### TASK PROMPT
Give again the entries below exactly, beginning at the first line and ending at the line with "fn classify(&self, path: &Path, source: &[u8])".

START PROVIDED DATA

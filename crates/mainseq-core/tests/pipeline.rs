//! Integration test: the whole pipeline over an in-memory package set.
//!
//! Sources are `"<functions> <types>"` pairs so that counts are explicit
//! and independent of any language grammar.

use mainseq_core::{
    Analysis, AnalysisError, DeclarationCounts, Package, PackageSet, SourceClassifier,
    SourceError, SourceReader, Zone,
};
use std::collections::HashMap;
use std::path::{Path, PathBuf};
use std::sync::Arc;

struct PairClassifier;

impl SourceClassifier for PairClassifier {
    fn language_id(&self) -> &'static str {
        "pair"
    }

    fn extensions(&self) -> &'static [&'static str] {
        &[".pair"]
    }

    fn classify(&self, path: &Path, source: &[u8]) -> Result<DeclarationCounts, SourceError> {
        let text = std::str::from_utf8(source).unwrap_or("");
        let nums: Vec<u64> = text
            .split_whitespace()
            .filter_map(|t| t.parse().ok())
            .collect();
        match nums.as_slice() {
            [c, a] => Ok(DeclarationCounts::new(*c, *a)),
            _ => Err(SourceError::parse(path, source, 0, 0, 1, 1, "expected two numbers")),
        }
    }
}

struct Files(HashMap<PathBuf, &'static str>);

impl SourceReader for Files {
    fn read(&self, path: &Path) -> std::io::Result<Vec<u8>> {
        self.0
            .get(path)
            .map(|s| s.as_bytes().to_vec())
            .ok_or_else(|| std::io::Error::new(std::io::ErrorKind::NotFound, "missing"))
    }
}

/// One package per `(name, imports, source)`, each with a single file.
fn fixture(specs: &[(&str, &[&str], &'static str)]) -> (PackageSet, Arc<Files>) {
    let mut set = PackageSet::new();
    let mut files = HashMap::new();
    for (name, imports, source) in specs {
        let dir = PathBuf::from("/mod").join(name);
        files.insert(dir.join("x.pair"), *source);
        set.insert(Package::new(
            *name,
            *name,
            imports.iter().map(|s| (*s).to_string()).collect(),
            dir,
            vec!["x.pair".to_string()],
        ));
    }
    (set, Arc::new(Files(files)))
}

async fn run(specs: &[(&str, &[&str], &'static str)]) -> Result<mainseq_core::MetricsReport, AnalysisError> {
    let (set, files) = fixture(specs);
    let analysis = Analysis::builder()
        .classifier(PairClassifier)
        .reader(files)
        .max_concurrency(2)
        .build()
        .expect("analysis should build");
    analysis.run(set).await
}

fn close(a: f64, b: f64) -> bool {
    (a - b).abs() < 1e-9
}

#[tokio::test]
async fn two_package_chain() {
    let report = run(&[("a", &["b"], "1 0"), ("b", &[], "1 0")])
        .await
        .expect("analysis should succeed");

    let a = report.package("a").expect("a present");
    assert!(close(a.import_count, 1.0));
    assert!(close(a.depended_on_by_count, 0.0));
    assert!(close(a.stability, 1.0));
    assert!(close(a.abstractness, 0.0));
    assert!(close(a.distance_from_median, 0.0));

    let b = report.package("b").expect("b present");
    assert!(close(b.import_count, 0.0));
    assert!(close(b.depended_on_by_count, 1.0));
    assert!(close(b.stability, 0.0));
    assert!(close(b.abstractness, 0.0));
    assert!(close(b.distance_from_median, 1.0));
    assert_eq!(b.zone(), Zone::Pain);

    assert_eq!(report.files_scanned, 2);
}

#[tokio::test]
async fn isolated_package_has_nan_stability_and_distance() {
    let report = run(&[("lone", &["fmt"], "2 1"), ("solo", &[], "1 1")])
        .await
        .expect("analysis should succeed");

    let solo = report.package("solo").expect("solo present");
    assert!(solo.stability.is_nan());
    assert!(solo.distance_from_median.is_nan());
    assert_eq!(solo.zone(), Zone::Undefined);

    // Out-of-scope import still counts as fan-out.
    let lone = report.package("lone").expect("lone present");
    assert!(close(lone.stability, 1.0));
    assert!(close(lone.abstractness, 0.5));
    assert!(close(lone.distance_from_median, 0.5));

    assert_eq!(report.undefined_count(), 1);
}

#[tokio::test]
async fn package_without_functions_has_nan_abstractness() {
    let report = run(&[("api", &[], "0 1"), ("impl", &["api"], "3 0")])
        .await
        .expect("analysis should succeed");

    let api = report.package("api").expect("api present");
    assert!(api.abstractness.is_nan());
    assert!(api.distance_from_median.is_nan());
    assert!(close(api.stability, 0.0));
}

#[tokio::test]
async fn fan_in_counts_distinct_importers() {
    let report = run(&[
        ("core", &[], "1 0"),
        ("a", &["core"], "1 0"),
        ("b", &["core", "a"], "1 0"),
        ("c", &["core", "b", "external/x"], "1 0"),
    ])
    .await
    .expect("analysis should succeed");

    let fan_in: Vec<f64> = ["core", "a", "b", "c"]
        .iter()
        .map(|n| report.package(n).map_or(f64::NAN, |p| p.depended_on_by_count))
        .collect();
    assert_eq!(fan_in, vec![3.0, 1.0, 1.0, 0.0]);

    for p in &report.packages {
        assert!((0.0..=1.0).contains(&p.stability));
        assert!((0.0..=1.0).contains(&p.distance_from_median));
    }
}

#[tokio::test]
async fn dependents_are_listed_by_importer() {
    let report = run(&[
        ("core", &[], "1 0"),
        ("web", &["core", "fmt"], "1 0"),
        ("cli", &["core", "web"], "1 0"),
    ])
    .await
    .expect("analysis should succeed");

    assert_eq!(report.dependents_of("core"), vec!["web", "cli"]);
    assert_eq!(report.dependents_of("web"), vec!["cli"]);
    assert!(report.dependents_of("cli").is_empty());
    assert_eq!(report.dependents_of("fmt"), vec!["web"]);

    for p in &report.packages {
        #[allow(clippy::cast_precision_loss)]
        let listed = report.dependents_of(&p.full_name).len() as f64;
        assert!((listed - p.depended_on_by_count).abs() < f64::EPSILON);
    }
}

#[tokio::test]
async fn report_keeps_presentation_order() {
    let report = run(&[("z", &[], "1 0"), ("a", &["z"], "1 0"), ("m", &["a"], "1 0")])
        .await
        .expect("analysis should succeed");
    let names: Vec<&str> = report.packages.iter().map(|p| p.full_name.as_str()).collect();
    assert_eq!(names, vec!["z", "a", "m"]);
}

#[tokio::test]
async fn unparsable_file_aborts_without_report() {
    let result = run(&[("a", &["b"], "1 0"), ("b", &[], "not numbers"), ("c", &[], "1 0")]).await;

    match result {
        Err(AnalysisError::Scan(err)) => {
            assert_eq!(err.package, "b");
            assert_eq!(err.errors.len(), 1);
            assert_eq!(
                err.errors[0].path(),
                Some(Path::new("/mod/b/x.pair"))
            );
        }
        other => panic!("expected scan failure, got {other:?}"),
    }
}

#[tokio::test]
async fn report_serializes_undefined_as_null() {
    let report = run(&[("solo", &[], "0 0")])
        .await
        .expect("analysis should succeed");
    let json = serde_json::to_value(&report).expect("report should serialize");
    assert!(json["packages"][0]["stability"].is_null());
    assert!(json["packages"][0]["abstractness"].is_null());
    assert_eq!(json["files_scanned"], 1);
}

#[test]
fn build_without_classifier_fails() {
    assert!(matches!(
        Analysis::builder().build(),
        Err(AnalysisError::NoClassifier)
    ));
}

END PROVIDED DATA

### WRITTEN REPLY
filename crates/mainseq-core/tests/pipeline.rs
//! Integration test: the whole pipeline over an in-memory package set.
//!
//! Sources are `"<functions> <types>"` pairs so that counts are explicit
//! and independent of any language grammar.

use mainseq_core::{
    Analysis, AnalysisError, DeclarationCounts, Package, PackageSet, SourceClassifier,
    SourceError, SourceReader, Zone,
};
use std::collections::HashMap;
use std::path::{Path, PathBuf};
use std::sync::Arc;

struct PairClassifier;

impl SourceClassifier for PairClassifier {
    fn language_id(&self) -> &'static str {
        "pair"
    }

    fn extensions(&self) -> &'static [&'static str] {
        &[".pair"]
    }

    fn classify(&self, path: &Path, source: &[u8]) -> Result<DeclarationCounts, SourceError> {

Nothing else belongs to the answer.